Strategies, Methods and Outlook
Elgar original reference
Edited by Daniel A. Mazmanian and Hilda Blanco
Chapter 11: Developing effective participatory processes for a sustainable city
Transitioning from a city based on consumption levels untethered to resource renewal and reproduction will require a massive collective effort. Participation is important for educating and preparing city residents to deal with tomorrow’s challenges. Moreover, sustainability, as contested as the term is, shares qualities with other difficult-to-define but widely utilized terms such as resilience, eco-city and low-carbon urbanization. These future-oriented concepts are inherently imbued with uncertainty. City leaders need to help cultivate cultural norms to collectively accept this uncertainty and plan with it rather than deny it. In the absence of a clear and agreed destination and due to the inherent uncertainties involved, a critical component of an effective strategy is putting in place a strong social base and a process for negotiating and renegotiating agreement as the future unfolds.
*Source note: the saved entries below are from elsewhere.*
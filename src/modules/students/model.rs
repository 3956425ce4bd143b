use chrono::NaiveDateTime;
use serde::{Deserialize, Serialize};
use sqlx::FromRow;
use utoipa::ToSchema;
use validator::Validate;

#[derive(Debug, Clone, Serialize, Deserialize, FromRow, ToSchema)]
pub struct Student {
    pub id: i64,
    pub first_name: String,
    pub last_name: String,
    pub class_id: i64,
    pub created_at: NaiveDateTime,
    pub updated_at: NaiveDateTime,
}

#[derive(Debug, Deserialize, Validate, ToSchema)]
pub struct CreateStudentDto {
    #[validate(length(min = 1))]
    pub first_name: String,
    #[validate(length(min = 1))]
    pub last_name: String,
    pub class_id: i64,
}

/// Full-replace update: every field is overwritten with the caller's values.
#[derive(Debug, Deserialize, Validate, ToSchema)]
pub struct UpdateStudentDto {
    #[validate(length(min = 1))]
    pub first_name: String,
    #[validate(length(min = 1))]
    pub last_name: String,
    pub class_id: i64,
}
use axum::{
    Json,
    extract::{Path, Query, State},
    http::StatusCode,
};
use tracing::instrument;

use crate::state::AppState;
use crate::utils::errors::AppError;
use crate::utils::pagination::PaginationParams;
use crate::utils::response::OkResponse;
use crate::validator::ValidatedJson;

use super::model::{CreateSubjectDto, Subject, UpdateSubjectDto};
use super::service::SubjectService;

/// Create a subject
#[utoipa::path(
    post,
    path = "/api/subjects",
    request_body = CreateSubjectDto,
    responses(
        (status = 201, description = "Subject created", body = Subject),
        (status = 401, description = "Unauthorized")
    ),
    tag = "Subjects",
    security(("bearer_auth" = []))
)]
#[instrument(skip(state, dto))]
pub async fn create_subject(
    State(state): State<AppState>,
    ValidatedJson(dto): ValidatedJson<CreateSubjectDto>,
) -> Result<(StatusCode, Json<Subject>), AppError> {
    let subject = SubjectService::create_subject(&state.db, dto).await?;
    Ok((StatusCode::CREATED, Json(subject)))
}

/// List subjects
#[utoipa::path(
    get,
    path = "/api/subjects",
    params(PaginationParams),
    responses(
        (status = 200, description = "List of subjects", body = Vec<Subject>),
        (status = 401, description = "Unauthorized")
    ),
    tag = "Subjects",
    security(("bearer_auth" = []))
)]
#[instrument(skip(state))]
pub async fn get_subjects(
    State(state): State<AppState>,
    Query(pagination): Query<PaginationParams>,
) -> Result<Json<Vec<Subject>>, AppError> {
    let subjects = SubjectService::get_subjects(&state.db, &pagination).await?;
    Ok(Json(subjects))
}

/// Get a subject by id
#[utoipa::path(
    get,
    path = "/api/subjects/{id}",
    params(("id" = i64, Path, description = "Subject ID")),
    responses(
        (status = 200, description = "Subject details", body = Subject),
        (status = 401, description = "Unauthorized"),
        (status = 404, description = "Subject not found")
    ),
    tag = "Subjects",
    security(("bearer_auth" = []))
)]
#[instrument(skip(state))]
pub async fn get_subject(
    State(state): State<AppState>,
    Path(id): Path<i64>,
) -> Result<Json<Subject>, AppError> {
    let subject = SubjectService::get_subject_by_id(&state.db, id).await?;
    Ok(Json(subject))
}

/// Replace a subject record
#[utoipa::path(
    put,
    path = "/api/subjects/{id}",
    params(("id" = i64, Path, description = "Subject ID")),
    request_body = UpdateSubjectDto,
    responses(
        (status = 200, description = "Subject updated", body = Subject),
        (status = 401, description = "Unauthorized"),
        (status = 404, description = "Subject not found")
    ),
    tag = "Subjects",
    security(("bearer_auth" = []))
)]
#[instrument(skip(state, dto))]
pub async fn update_subject(
    State(state): State<AppState>,
    Path(id): Path<i64>,
    ValidatedJson(dto): ValidatedJson<UpdateSubjectDto>,
) -> Result<Json<Subject>, AppError> {
    let subject = SubjectService::update_subject(&state.db, id, dto).await?;
    Ok(Json(subject))
}

/// Delete a subject
#[utoipa::path(
    delete,
    path = "/api/subjects/{id}",
    params(("id" = i64, Path, description = "Subject ID")),
    responses(
        (status = 200, description = "Subject deleted", body = OkResponse),
        (status = 401, description = "Unauthorized"),
        (status = 404, description = "Subject not found")
    ),
    tag = "Subjects",
    security(("bearer_auth" = []))
)]
#[instrument(skip(state))]
pub async fn delete_subject(
    State(state): State<AppState>,
    Path(id): Path<i64>,
) -> Result<Json<OkResponse>, AppError> {
    SubjectService::delete_subject(&state.db, id).await?;
    Ok(Json(OkResponse::new()))
}
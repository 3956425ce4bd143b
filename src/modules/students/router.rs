use axum::{Router, routing::get, routing::post};

use crate::state::AppState;

use super::controller::{
    create_student, delete_student, get_student, get_students, update_student,
};

pub fn init_students_router() -> Router<AppState> {
    Router::new()
        .route("/", post(create_student).get(get_students))
        .route(
            "/{id}",
            get(get_student).put(update_student).delete(delete_student),
        )
}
Public involvement in public affairs is a popular concept but one that varies widely in meaning, expectations and practice, and raises a plethora of questions. First, who is the public? How are they represented? And, how and when in a public process is the public involved and what is the nature of their involvement? Decision making for a sustainable city adds another layer of complexity. Not only is the question of what exactly constitutes a ‘sustainable city’ ambiguous, but the desire to anticipate conditions generations into the future brings forward challenges of dealing with uncertainty and unknowable change.